Ket Module
Ket Type
{ abelianGroup : AbelianGroup (Ket a)
, vectorScalarMultiplication : a -> Ket a -> Ket a
, field : Field a
}
Type to represent a Vector Space
{ vectorSpace : VectorSpace a
, innerProduct : Ket a -> Ket a -> a
, length : Ket a -> Real Basics.Float
, distance : Ket a -> Ket a -> Real Basics.Float
}
Type to represent an Inner Product Space
ket0 : Ket (Real Basics.Float)
Ket representing zero state
ket1 : Ket (Real Basics.Float)
Ket representing one state
ketPlus : Ket (Real Basics.Float)
Ket representing + state
ketMinus : Ket (Real Basics.Float)
Ket representing + state
ketComplex0 : Ket (ComplexNumbers.ComplexNumber Basics.Float)

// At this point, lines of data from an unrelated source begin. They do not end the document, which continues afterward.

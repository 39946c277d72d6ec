#![warn(missing_docs)]
//! Core library for the pierwatch snapshot and visibility pipeline.

pub mod backfill;
pub mod capture;
pub mod config;
pub mod corpus;
pub mod driver;
pub mod ledger;
pub mod manifest;
pub mod oracle;

pub use backfill::{run as run_backfill, BackfillReport, DEFAULT_WORKERS};
pub use capture::{
    capture, normalize_png, CaptureError, CaptureTuning, PageSession, SessionError,
    CANONICAL_HEIGHT, CANONICAL_WIDTH,
};
pub use config::{
    parse_headless, seed_env_defaults, CaptureControls, CaptureWindow, DataLayout, OracleArgs,
    OracleConfig, DEFAULT_URL, DEFAULT_WEBDRIVER_URL,
};
pub use corpus::{HourSlot, SnapshotStore};
pub use driver::WebDriverSession;
pub use ledger::{LedgerEntry, VisibilityLedger, VisibilityRecord};
pub use manifest::{build_last7, build_months, MonthEntry, WeekEntry};
pub use oracle::{Estimate, Estimator, VisibilityOracle};

#[cfg(feature = "debug_logs")]
#[macro_export]
// This allows use of the `eprintln!` macro via `debug_log!` macro.
macro_rules! debug_log {
        ($($arg:tt)*) => {
            eprintln!($($arg)*);
        };
    }
#[cfg(not(feature = "debug_logs"))]
#[macro_export]
// This effectively disables the `eprintln!` macro, effectively removing it from the code during
// compilation.
macro_rules! debug_log {
    ($($arg:tt)*) => {};
}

Ket representing zero state with complex numbers
ketComplex1 : Ket (ComplexNumbers.ComplexNumber Basics.Float)
Ket representing one state with complex numbers
ketComplexPlus : Ket (ComplexNumbers.ComplexNumber Basics.Float)
Ket representing + state with complex numbers
ketComplexMinus : Ket (ComplexNumbers.ComplexNumber Basics.Float)
Ket representing + state with complex numbers
ketEmpty : Ket a
Empty ket
scalarMultiplication : Field a -> a -> Ket a -> Ket a
Multiply a Ket by a Scalar
dimension : Ket a -> Basics.Int
Count of number of elements in a Ket
sum : Monoid a -> Ket a -> a
Calculate the sum of a Ket
foldl : (a -> b -> b) -> b -> Ket a -> b
Left fold over a Ket
map : (a -> b) -> Ket a -> Ket b
Map over a vector
lengthReal : Ket (Real Basics.Float) -> Real Basics.Float
Calculate the length of a Real valued Vector
lengthComplex : Ket (ComplexNumbers.ComplexNumber Basics.Float) -> Real Basics.Float
Calculate the length of a Complex valued Vector
normaliseReal : Ket (Real Basics.Float) -> Ket (Real Basics.Float)
Adjust a real valued column vector so that its length is exactly one
normaliseComplex : Ket (ComplexNumbers.ComplexNumber Basics.Float) -> Ket (ComplexNumbers.ComplexNumber Basics.Float)
Adjust a complex valued column vector so that its length is exactly one
conjugate : Ket (ComplexNumbers.ComplexNumber number) -> Ket (ComplexNumbers.ComplexNumber number)
Take the complex conjugate of a Complex Numbered Vector
add : Field a -> Ket a -> Ket a -> Ket a
Add two Kets
equal : (a -> a -> Basics.Bool) -> Ket a -> Ket a -> Basics.Bool
Compare two vectors for equality using a comparator
getAt : Basics.Int -> Ket a -> Maybe a
Get the value in a Ket at the specified index
setAt : Basics.Int -> a -> Ket a -> Ket a
Set the value in a Ket at the specified index